Henry Wadsworth Longfellow, ed. Poems of Places: An Anthology in 31 Volumes.
Italy: Vols. XI–XIII. 1876–79.

Isola Bella

Napoleon at Isola Bella

By Lord Lytton (1803–1873)

  • In the Isola Bella, upon the Lago Maggiore, where the richest vegetation of the tropics grows in the vicinity of the Alps, there is a lofty laurel-tree (the bay), tall as the tallest oak, on which, a few days before the battle of Marengo, Napoleon carved the word “Battaglia.” The bark has fallen away from the inscription, most of the letters are gone, and the few left are nearly effaced.

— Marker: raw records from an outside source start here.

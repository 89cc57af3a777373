//! MCP tool implementations.
//!
//! This module contains all tools exposed by the cycleways-sw server:
//! lifecycle and fetch events in [`worker`], store inspection in [`cache`].

pub mod cache;
pub mod worker;

use cycleways_client::{ServiceWorker, resolve};
use cycleways_core::{Error, Request};
use rmcp::{
    ErrorData as McpError,
    model::{CallToolResult, Content},
};
use serde::Serialize;

fn default_method() -> String {
    "GET".into()
}

/// Serialize a tool output as pretty JSON text content.
pub(crate) fn json_result<T: Serialize>(output: &T) -> Result<CallToolResult, McpError> {
    let json = serde_json::to_string_pretty(output)
        .map_err(|e| Error::InvalidInput(format!("Failed to serialize output: {e}")))?;

    Ok(CallToolResult::success(vec![Content::text(json)]))
}

/// Build a request for `url` (relative to the worker's origin) and `method`.
pub(crate) fn build_request(worker: &ServiceWorker, url: &str, method: &str) -> Result<Request, Error> {
    if method.trim().is_empty() {
        return Err(Error::InvalidInput("method cannot be empty".into()));
    }
    let origin = worker
        .config()
        .origin_url()
        .map_err(|e| Error::InvalidUrl(e.to_string()))?;
    let url = resolve(&origin, url)?;

    Ok(Request::get(url).with_method(method.trim()))
}

#[cfg(test)]
pub(crate) mod testing {
    //! Worker fixtures shared by the tool tests.

    use std::collections::HashMap;
    use std::sync::Arc;

    use cycleways_client::{Network, NetworkError, ServiceWorker};
    use cycleways_core::{CacheStorage, Request, Response, WorkerConfig};

    /// Serves a fixed table of URL -> body and fails everything else.
    pub(crate) struct StaticNetwork {
        pages: HashMap<String, &'static str>,
    }

    impl StaticNetwork {
        pub(crate) fn new(pages: &[(&str, &'static str)]) -> Self {
            let pages = pages
                .iter()
                .map(|(path, body)| (format!("http://localhost:8000{path}"), *body))
                .collect();
            Self { pages }
        }
    }

    #[async_trait::async_trait]
    impl Network for StaticNetwork {
        async fn fetch(&self, request: &Request) -> Result<Response, NetworkError> {
            match self.pages.get(request.url.as_str()) {
                Some(body) => Ok(Response::new(
                    200,
                    "OK",
                    vec![("Content-Type".into(), "application/json".into())],
                    *body,
                )),
                None => Err(NetworkError::Connect(format!("no route to {}", request.url))),
            }
        }
    }

    pub(crate) async fn worker(pages: &[(&str, &'static str)]) -> Arc<ServiceWorker> {
        let config = WorkerConfig { precache: vec!["/offline/".into()], ..Default::default() };
        let storage = CacheStorage::open_in_memory().await.unwrap();
        let network = Arc::new(StaticNetwork::new(pages));
        Arc::new(ServiceWorker::new(config, storage, network).unwrap())
    }

    pub(crate) fn text(result: &rmcp::model::CallToolResult) -> serde_json::Value {
        let content = result.content.first().unwrap();
        let text = &content.as_text().unwrap().text;
        serde_json::from_str(text).unwrap()
    }
}

#[cfg(test)]
mod tests {
    use super::*;

    #[tokio::test]
    async fn test_build_request_resolves_relative_url() {
        let worker = testing::worker(&[]).await;
        let req = build_request(&worker, "/api/cycleways/#top", "get").unwrap();
        assert_eq!(req.url.as_str(), "http://localhost:8000/api/cycleways/");
        assert_eq!(req.method, "GET");
    }

    #[tokio::test]
    async fn test_build_request_rejects_bad_input() {
        let worker = testing::worker(&[]).await;
        assert!(matches!(build_request(&worker, "", "GET"), Err(Error::InvalidUrl(_))));
        assert!(matches!(build_request(&worker, "/map/", " "), Err(Error::InvalidInput(_))));
    }
}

  • O FAIRY island of a fairy sea,

    Wherein Calypso might have spelled the Greek,

    Or Flora piled her fragrant treasury,

    Culled from each shore her zephyr’s wings could seek,—

    From rocks where aloes blow,

    Tier upon tier, Hesperian fruits arise;

    The hanging bowers of this soft Babylon;

    An India mellows in the Lombard skies,

    And changelings, stolen from the Lybian sun,

    Smile to yon Alps of snow.

    Amid this gentlest dreamland of the wave

    Arrested, stood the wondrous Corsican;

    As if one glimpse the better angel gave

    Of the bright garden-life vouchsafed to man

    Ere blood defiled the world.

    He stood,—that grand Sesostris of the North,—

    While paused the car to which were harnessed kings;

    And in the airs, that lovingly sighed forth

    The balms of Araby, his eagle-wings

    Their sullen thunder furled

    And o’er the marble hush of those large brows

    Dread with the awe of the Olympian nod,

    A giant laurel spread its breathless boughs,

    The prophet-tree of the dark Pythian god,

    Shadowing the doom of thrones!

    What, in such hour of rest and scene of joy,

    Stirs in the cells of that unfathomed brain?

    Comes back one memory of the musing boy,

    Lone gazing at the yet unmeasured main,

    Whose waifs are human bones?

    *****

    Write on the sacred bark such native prayer,

    As the mild power may grant in coming years,

    Some word to make thy memory gentle there;

    More than renown, kind thought for men endears

    A hero to mankind.

    Slow moved the mighty hand,—a tremor shook

    The leaves, and hoarse winds groaned along the wood;

    The Pythian tree the damning sentence took,

    And to the sun the battle-word of blood

    Glared from the gashing rind.

    So thou hast writ the word, and signed thy doom:

    Farewell, and pass upon thy gory way.

    The direful skein the pausing Fates resume!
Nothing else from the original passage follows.